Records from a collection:
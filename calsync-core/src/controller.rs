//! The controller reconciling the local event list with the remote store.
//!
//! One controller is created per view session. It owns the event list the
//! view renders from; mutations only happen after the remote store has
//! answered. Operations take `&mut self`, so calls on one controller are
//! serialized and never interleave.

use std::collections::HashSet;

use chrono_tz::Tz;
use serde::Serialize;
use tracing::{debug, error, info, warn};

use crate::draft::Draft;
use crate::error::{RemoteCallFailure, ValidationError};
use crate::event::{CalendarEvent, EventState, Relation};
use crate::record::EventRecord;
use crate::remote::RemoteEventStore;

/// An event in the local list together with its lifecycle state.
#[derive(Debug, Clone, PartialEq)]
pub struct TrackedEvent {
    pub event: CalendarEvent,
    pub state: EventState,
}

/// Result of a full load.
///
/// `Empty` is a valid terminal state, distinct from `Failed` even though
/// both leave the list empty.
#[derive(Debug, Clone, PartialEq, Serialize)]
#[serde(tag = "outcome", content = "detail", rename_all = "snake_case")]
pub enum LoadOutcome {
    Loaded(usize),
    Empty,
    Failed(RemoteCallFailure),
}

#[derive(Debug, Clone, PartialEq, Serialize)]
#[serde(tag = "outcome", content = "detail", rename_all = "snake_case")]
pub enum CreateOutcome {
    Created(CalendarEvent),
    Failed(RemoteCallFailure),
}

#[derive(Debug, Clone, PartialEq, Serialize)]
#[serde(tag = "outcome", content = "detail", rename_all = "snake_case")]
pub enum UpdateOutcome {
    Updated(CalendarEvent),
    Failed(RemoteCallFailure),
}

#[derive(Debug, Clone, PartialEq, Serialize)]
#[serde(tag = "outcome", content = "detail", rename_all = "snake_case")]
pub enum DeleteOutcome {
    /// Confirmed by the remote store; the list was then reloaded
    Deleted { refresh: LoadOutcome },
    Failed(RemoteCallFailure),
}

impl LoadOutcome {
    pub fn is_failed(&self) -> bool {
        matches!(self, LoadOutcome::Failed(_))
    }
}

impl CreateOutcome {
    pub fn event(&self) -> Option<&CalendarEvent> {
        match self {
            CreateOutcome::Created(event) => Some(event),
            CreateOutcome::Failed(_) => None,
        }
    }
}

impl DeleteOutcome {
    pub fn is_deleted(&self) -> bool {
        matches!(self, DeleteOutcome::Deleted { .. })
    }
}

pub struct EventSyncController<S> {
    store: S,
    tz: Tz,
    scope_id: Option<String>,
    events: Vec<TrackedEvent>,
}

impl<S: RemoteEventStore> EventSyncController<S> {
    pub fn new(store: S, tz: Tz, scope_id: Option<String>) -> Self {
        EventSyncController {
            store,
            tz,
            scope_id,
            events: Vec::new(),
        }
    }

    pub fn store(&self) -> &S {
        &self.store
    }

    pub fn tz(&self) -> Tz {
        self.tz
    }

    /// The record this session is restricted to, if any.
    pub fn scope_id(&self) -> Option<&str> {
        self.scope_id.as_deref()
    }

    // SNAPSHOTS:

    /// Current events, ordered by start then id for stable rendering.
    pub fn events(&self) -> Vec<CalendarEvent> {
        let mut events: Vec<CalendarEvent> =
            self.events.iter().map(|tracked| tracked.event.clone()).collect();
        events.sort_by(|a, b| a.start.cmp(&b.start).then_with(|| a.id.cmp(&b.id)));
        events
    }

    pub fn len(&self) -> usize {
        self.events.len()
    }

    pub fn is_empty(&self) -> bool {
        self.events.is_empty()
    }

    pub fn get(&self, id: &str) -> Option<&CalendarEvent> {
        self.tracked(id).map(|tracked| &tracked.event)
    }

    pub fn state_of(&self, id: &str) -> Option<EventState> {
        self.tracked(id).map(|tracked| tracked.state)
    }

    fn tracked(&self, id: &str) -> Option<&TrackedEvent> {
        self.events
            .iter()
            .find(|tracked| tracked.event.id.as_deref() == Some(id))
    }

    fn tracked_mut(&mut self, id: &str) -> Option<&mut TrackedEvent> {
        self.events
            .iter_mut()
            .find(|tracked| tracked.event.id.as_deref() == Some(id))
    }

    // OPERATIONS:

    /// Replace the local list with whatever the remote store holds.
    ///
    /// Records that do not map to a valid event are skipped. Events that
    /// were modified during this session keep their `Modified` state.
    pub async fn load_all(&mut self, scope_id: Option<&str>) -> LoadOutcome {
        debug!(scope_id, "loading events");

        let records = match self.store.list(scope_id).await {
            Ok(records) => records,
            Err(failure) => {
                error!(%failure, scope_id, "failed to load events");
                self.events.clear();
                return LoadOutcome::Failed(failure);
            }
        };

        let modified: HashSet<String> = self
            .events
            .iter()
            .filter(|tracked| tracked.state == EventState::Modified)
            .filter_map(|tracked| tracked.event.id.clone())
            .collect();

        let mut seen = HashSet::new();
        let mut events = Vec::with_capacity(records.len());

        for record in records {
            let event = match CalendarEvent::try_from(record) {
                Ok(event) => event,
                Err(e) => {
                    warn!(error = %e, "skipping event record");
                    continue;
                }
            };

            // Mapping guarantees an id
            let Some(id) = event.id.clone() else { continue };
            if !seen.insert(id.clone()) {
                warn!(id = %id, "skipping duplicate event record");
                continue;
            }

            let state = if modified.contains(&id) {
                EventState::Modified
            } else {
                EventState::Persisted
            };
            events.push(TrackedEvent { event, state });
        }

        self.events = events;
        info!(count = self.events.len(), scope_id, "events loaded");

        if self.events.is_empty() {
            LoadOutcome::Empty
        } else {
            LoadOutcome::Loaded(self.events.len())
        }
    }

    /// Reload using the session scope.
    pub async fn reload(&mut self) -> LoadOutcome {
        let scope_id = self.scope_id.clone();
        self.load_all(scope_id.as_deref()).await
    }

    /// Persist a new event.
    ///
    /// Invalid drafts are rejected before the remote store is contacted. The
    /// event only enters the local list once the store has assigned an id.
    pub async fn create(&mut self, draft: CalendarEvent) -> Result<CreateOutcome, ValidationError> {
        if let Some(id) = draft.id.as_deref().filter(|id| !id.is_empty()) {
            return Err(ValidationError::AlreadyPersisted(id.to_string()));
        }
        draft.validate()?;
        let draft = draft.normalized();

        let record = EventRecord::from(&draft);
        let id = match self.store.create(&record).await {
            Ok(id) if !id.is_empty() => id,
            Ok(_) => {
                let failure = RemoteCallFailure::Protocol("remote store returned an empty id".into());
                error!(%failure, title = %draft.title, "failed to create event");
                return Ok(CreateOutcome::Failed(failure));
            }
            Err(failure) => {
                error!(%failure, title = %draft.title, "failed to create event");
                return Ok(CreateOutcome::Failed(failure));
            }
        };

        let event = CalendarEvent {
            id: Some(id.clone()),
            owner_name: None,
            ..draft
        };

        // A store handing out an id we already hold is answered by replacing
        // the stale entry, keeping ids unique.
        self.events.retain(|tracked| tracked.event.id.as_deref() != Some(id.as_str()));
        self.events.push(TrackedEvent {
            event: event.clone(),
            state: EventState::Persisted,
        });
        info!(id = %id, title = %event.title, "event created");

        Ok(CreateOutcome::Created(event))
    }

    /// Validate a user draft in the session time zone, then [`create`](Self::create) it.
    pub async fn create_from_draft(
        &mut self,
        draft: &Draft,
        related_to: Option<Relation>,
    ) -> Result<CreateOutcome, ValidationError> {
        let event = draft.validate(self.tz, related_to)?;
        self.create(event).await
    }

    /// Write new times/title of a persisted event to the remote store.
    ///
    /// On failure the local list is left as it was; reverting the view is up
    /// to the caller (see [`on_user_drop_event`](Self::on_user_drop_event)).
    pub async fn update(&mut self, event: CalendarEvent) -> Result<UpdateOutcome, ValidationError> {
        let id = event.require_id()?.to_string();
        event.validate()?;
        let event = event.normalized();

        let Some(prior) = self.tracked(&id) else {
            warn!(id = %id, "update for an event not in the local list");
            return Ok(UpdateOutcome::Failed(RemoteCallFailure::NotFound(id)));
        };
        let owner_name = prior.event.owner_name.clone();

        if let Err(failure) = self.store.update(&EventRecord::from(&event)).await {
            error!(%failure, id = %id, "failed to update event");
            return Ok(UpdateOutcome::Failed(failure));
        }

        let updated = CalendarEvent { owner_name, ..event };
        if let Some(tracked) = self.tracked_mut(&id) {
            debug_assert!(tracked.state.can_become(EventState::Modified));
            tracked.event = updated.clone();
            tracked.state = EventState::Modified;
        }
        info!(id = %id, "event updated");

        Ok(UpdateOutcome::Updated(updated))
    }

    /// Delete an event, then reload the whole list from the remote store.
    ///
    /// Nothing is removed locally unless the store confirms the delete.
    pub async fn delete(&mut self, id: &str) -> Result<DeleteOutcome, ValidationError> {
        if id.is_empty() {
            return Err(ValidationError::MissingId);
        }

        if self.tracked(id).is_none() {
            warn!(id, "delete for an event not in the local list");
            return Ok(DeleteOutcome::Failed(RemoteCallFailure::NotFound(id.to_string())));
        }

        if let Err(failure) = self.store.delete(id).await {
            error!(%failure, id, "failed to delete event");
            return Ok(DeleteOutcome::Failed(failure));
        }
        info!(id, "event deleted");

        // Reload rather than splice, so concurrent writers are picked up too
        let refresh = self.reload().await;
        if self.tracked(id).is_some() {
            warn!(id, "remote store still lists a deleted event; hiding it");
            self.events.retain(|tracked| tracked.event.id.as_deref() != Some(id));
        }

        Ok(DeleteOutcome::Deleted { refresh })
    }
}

### YOUR OBJECTIVE
Among the entries above, identify all lines with "view" and copy them.

### PROBLEM SOLUTION
//! One controller is created per view session. It owns the event list the
//! view renders from; mutations only happen after the remote store has
    /// On failure the local list is left as it was; reverting the view is up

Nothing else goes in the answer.